Here in Cebu, there is a family corporation, owned by a big family which traces its paternal roots from Cavite and maternal roots from Carcar, Cebu. This family is allegedly being beset by a very bad legal battle among siblings, children of the founders, and grandchildren who cannot seem to agree supposedly on the manner of running a university and a hospital. A big conglomerate, the same group that is buying the Baguio hospital, and owning medical centers in Davao, Metro Manila and elsewhere, is reportedly also poising to acquire this Cebu university and hospital. That, of course, is perfectly within the rights of the putative buyer to express interest in acquiring, and for the beleaguered family to consider. But the caveat is: They need to respect the job security of the workers. In playing their high stake games, they have to consider the livelihood of the workers. They could not have built these empires if not for the hard work and sacrifices of these small guys.
In case of corporate sales and acquisitions, in mergers and consolidations, the job security of the employees should not be sacrificed in the name of profit and business considerations only. The records show, and this writer is witness to these, that when Don Andres Soriano III acquired La Tondena from the grandchildren of Don Carlos Palanca, the Sorianos and the Palancas signed a ''blood compact'' to the effect that, among other covenants, the basic rights of the workers should be respected. That was also the tacit agreement when Petron was acquired by San Miguel and when PAL's major stockholdings and management powers were bought by the San Miguel group. In fact, even when Lucio Tan bought Tanduay from the feuding scions of Don Manolo Elizalde, workers' job security was also upheld. Other companies, including hospitals should keep that in mind.

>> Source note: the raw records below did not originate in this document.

use std::collections::HashMap;
use std::path::{Path, PathBuf};
use std::time::Duration;

use anyhow::{Context, Result};
use serde::Deserialize;
use tracing::debug;

/// The distinguished group used by the administrative built-in commands.
pub const ADMIN_GROUP: &str = "admin";

/// Timeout applied to commands that do not configure one.
pub const DEFAULT_COMMAND_TIMEOUT: Duration = Duration::from_secs(60);

/// Worker pool size used when `pool` is absent or zero.
pub const DEFAULT_POOL_SIZE: usize = 20;

pub const DEFAULT_INFO_COLOR: &str = "";
pub const DEFAULT_SUCCESS_COLOR: &str = "#009900";
pub const DEFAULT_ERR_COLOR: &str = "#cc3300";

/// Environment variable that overrides the configured database path.
pub const DB_PATH_ENV: &str = "MEESEEKS_DB";

/// Authorization strategy attached to a command.
#[derive(Debug, Clone, Copy, PartialEq, Eq, Default, Deserialize)]
#[serde(rename_all = "lowercase")]
pub enum AuthStrategy {
    /// Anyone may run the command.
    Any,
    /// Only members of the configured groups may run the command.
    Group,
    /// Only members of the admin group may run the command.
    #[default]
    None,
}

impl AuthStrategy {
    pub fn as_str(&self) -> &'static str {
        match self {
            AuthStrategy::Any => "any",
            AuthStrategy::Group => "group",
            AuthStrategy::None => "none",
        }
    }

    pub fn parse(value: &str) -> AuthStrategy {
        match value {
            "any" => AuthStrategy::Any,
            "group" => AuthStrategy::Group,
            _ => AuthStrategy::None,
        }
    }
}

/// Channel policy attached to a command.
#[derive(Debug, Clone, Copy, PartialEq, Eq, Default, Deserialize)]
#[serde(rename_all = "lowercase")]
pub enum ChannelStrategy {
    /// The command may be invoked from any channel.
    #[default]
    Any,
    /// The command may only be invoked from the allow-listed channels or IM.
    Allowed,
}

impl ChannelStrategy {
    pub fn as_str(&self) -> &'static str {
        match self {
            ChannelStrategy::Any => "any",
            ChannelStrategy::Allowed => "allowed",
        }
    }

    pub fn parse(value: &str) -> ChannelStrategy {
        match value {
            "allowed" => ChannelStrategy::Allowed,
            _ => ChannelStrategy::Any,
        }
    }
}

/// Top level configuration loaded from the YAML file.
#[derive(Debug, Clone, Default, Deserialize)]
#[serde(deny_unknown_fields)]
pub struct Config {
    #[serde(default)]
    pub db: Database,
    #[serde(default)]
    pub pool: usize,
    #[serde(default)]
    pub commands: HashMap<String, CommandConfig>,
    #[serde(default)]
    pub groups: HashMap<String, Vec<String>>,
    #[serde(default)]
    pub format: Format,
}

impl Config {
    /// Reads and parses the configuration file at `path`.
    pub fn load(path: &Path) -> Result<Config> {
        let raw = std::fs::read_to_string(path)
            .with_context(|| format!("could not read configuration {}", path.display()))?;
        Config::parse(&raw)
            .with_context(|| format!("could not parse configuration {}", path.display()))
    }

    /// Parses a configuration document and applies defaults.
    pub fn parse(raw: &str) -> Result<Config> {
        let mut config: Config = serde_yaml::from_str(raw)?;

        for (name, command) in config.commands.iter() {
            debug!(
                "command {} uses auth strategy {} with timeout {:?}",
                name,
                command.auth_strategy.as_str(),
                command.timeout()
            );
        }

        if let Ok(path) = std::env::var(DB_PATH_ENV) {
            if !path.is_empty() {
                config.db.path = PathBuf::from(path);
            }
        }

        Ok(config)
    }

    /// Effective worker pool size; zero falls back to the default of 20.
    pub fn pool_size(&self) -> usize {
        if self.pool == 0 {
            DEFAULT_POOL_SIZE
        } else {
            self.pool
        }
    }
}

/// One configured shell command.
#[derive(Debug, Clone, Default, Deserialize)]
#[serde(deny_unknown_fields)]
pub struct CommandConfig {
    pub command: String,
    #[serde(default)]
    pub arguments: Vec<String>,
    #[serde(default)]
    pub allowed_groups: Vec<String>,
    #[serde(default)]
    pub auth_strategy: AuthStrategy,
    #[serde(default)]
    pub channel_strategy: ChannelStrategy,
    #[serde(default)]
    pub allowed_channels: Vec<String>,
    /// Timeout in seconds; zero means the 60 second default.
    #[serde(default)]
    pub timeout: u64,
    #[serde(default)]
    pub no_handshake: bool,
    #[serde(default)]
    pub templates: HashMap<String, String>,
    #[serde(default)]
    pub help: HelpConfig,
}

impl CommandConfig {
    pub fn timeout(&self) -> Duration {
        if self.timeout == 0 {
            DEFAULT_COMMAND_TIMEOUT
        } else {
            Duration::from_secs(self.timeout)
        }
    }
}

#[derive(Debug, Clone, Default, Deserialize)]
#[serde(deny_unknown_fields)]
pub struct HelpConfig {
    #[serde(default)]
    pub summary: String,
    #[serde(default)]
    pub args: Vec<String>,
}

/// Reply formatting section.
#[derive(Debug, Clone, Default, Deserialize)]
#[serde(deny_unknown_fields)]
pub struct Format {
    #[serde(default)]
    pub colors: Colors,
    #[serde(default)]
    pub messages: HashMap<String, Vec<String>>,
    #[serde(default)]
    pub reply_style: HashMap<String, String>,
}

#[derive(Debug, Clone, Deserialize)]
#[serde(deny_unknown_fields)]
pub struct Colors {
    #[serde(default = "default_info_color")]
    pub info: String,
    #[serde(default = "default_success_color")]
    pub success: String,
    #[serde(default = "default_err_color")]
    pub error: String,
}

impl Default for Colors {
    fn default() -> Colors {
        Colors {
            info: DEFAULT_INFO_COLOR.to_string(),
            success: DEFAULT_SUCCESS_COLOR.to_string(),
            error: DEFAULT_ERR_COLOR.to_string(),
        }
    }
}

fn default_info_color() -> String {
    DEFAULT_INFO_COLOR.to_string()
}

fn default_success_color() -> String {
    DEFAULT_SUCCESS_COLOR.to_string()
}

fn default_err_color() -> String {
    DEFAULT_ERR_COLOR.to_string()
}

/// Embedded database settings.
#[derive(Debug, Clone, Deserialize)]
#[serde(deny_unknown_fields)]
pub struct Database {
    #[serde(default = "default_db_path")]
    pub path: PathBuf,
    #[serde(default = "default_db_mode")]
    pub file_mode: u32,
    /// Busy timeout in seconds.
    #[serde(default = "default_db_timeout")]
    pub timeout: u64,
}

impl Database {
    pub fn timeout(&self) -> Duration {
        Duration::from_secs(self.timeout)
    }
}

impl Default for Database {
    fn default() -> Database {
        Database {
            path: default_db_path(),
            file_mode: default_db_mode(),
            timeout: default_db_timeout(),
        }
    }
}

fn default_db_path() -> PathBuf {
    PathBuf::from("meeseeks.db")
}

fn default_db_mode() -> u32 {
    0o600
}

fn default_db_timeout() -> u64 {
    2
}

#[cfg(test)]
mod tests {
    use super::*;

    #[test]
    fn parse_applies_command_defaults() {
        let config = Config::parse(
            r#"
commands:
  echo:
    command: echo
    arguments: ["hi"]
    auth_strategy: any
"#,
        )
        .unwrap();

        let echo = config.commands.get("echo").unwrap();
        assert_eq!(echo.command, "echo");
        assert_eq!(echo.arguments, vec!["hi".to_string()]);
        assert_eq!(echo.auth_strategy, AuthStrategy::Any);
        assert_eq!(echo.timeout(), DEFAULT_COMMAND_TIMEOUT);
        assert_eq!(echo.channel_strategy, ChannelStrategy::Any);
        assert!(!echo.no_handshake);
    }

    #[test]
    fn parse_defaults_auth_strategy_to_none() {
        let config = Config::parse(
            r#"
commands:
  danger:
    command: rm
"#,
        )
        .unwrap();

        let danger = config.commands.get("danger").unwrap();
        assert_eq!(danger.auth_strategy, AuthStrategy::None);
    }

    #[test]
    fn parse_rejects_unknown_keys() {
        assert!(Config::parse("nonsense: true").is_err());
        assert!(Config::parse(
            r#"
commands:
  echo:
    command: echo
    shady_option: true
"#
        )
        .is_err());
    }

    #[test]
    fn pool_size_falls_back_to_default() {
        let config = Config::parse("pool: 0").unwrap();
        assert_eq!(config.pool_size(), DEFAULT_POOL_SIZE);

        let config = Config::parse("pool: 3").unwrap();
        assert_eq!(config.pool_size(), 3);
    }

    #[test]
    fn database_defaults() {
        let config = Config::parse("{}").unwrap();
        assert_eq!(config.db.path, PathBuf::from("meeseeks.db"));
        assert_eq!(config.db.file_mode, 0o600);
        assert_eq!(config.db.timeout(), Duration::from_secs(2));
    }

    #[test]
    fn colors_have_defaults_and_overrides() {
        let config = Config::parse(
            r##"
format:
  colors:
    error: "#ff0000"
"##,
        )
        .unwrap();
        assert_eq!(config.format.colors.success, DEFAULT_SUCCESS_COLOR);
        assert_eq!(config.format.colors.error, "#ff0000");
        assert_eq!(config.format.colors.info, "");
    }
}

When the Bank of PI purchased Far East Bank and Trust Company, as well as when Banco de Oro consolidated the defunct PCI Bank and Equitable Bank, the workers' rights were duly respected. The same arrangements were done in the case of Pepsi Cola, when it was acquired by the Hong Leong Guoco Group of Malaysia from the family of Muro Lorenzo, father of Cito Lorenzo and Martin Lorenzo who in turn bought the Del Monte company in Bukidnon. When Pepsi was bought by the current owners from Guoco, and when Del Monte was in turn sold to San Miguel then to the Unilab group of the Campos, the workers were never sacrificed. The same is true when Mang Inasal was acquired by Jolibee and Pancake of the Lorenzos was bought by Max's.This is a tradition that is well-entrenched in our business practices, deeply rooted in the Filipino culture, and in fact, also protected by law and jurisprudence.
And so, those insecure workers both in Baguio as well as in Daly City, should be given an assurance, explicit and categorical, that their jobs will be secured. In the BPI-FEBTC merger, the Supreme Court held that it is the duty of the surviving bank to absorb the obligations of the non-surviving bank insofar as the workers' rights are concerned. Speaking through Justice Arturo Brion, '' the workers job security should not be left in a legal limbo''. In other words, the buyers and sellers of companies must include in their purchase covenant some concrete and specific provisions on what to do with the workers. They should not be dropped like hot potatoes, after spending the best years of their lives and careers helping taipans and moguls make huge profits out of the business. Businesses without social conscience do not deserve the patronage and loyalty of consumers and customers.
The welfare of the workers enjoy the full protection of a solicitous government, and is the supreme consideration, especially in a nation that aspires '' to build a just and humane society'' and under a government that claims to walk along the straight and narrow path of righteousness. Above all considerations, the workers' rights should be upheld. That is what really matters most. No more and no less.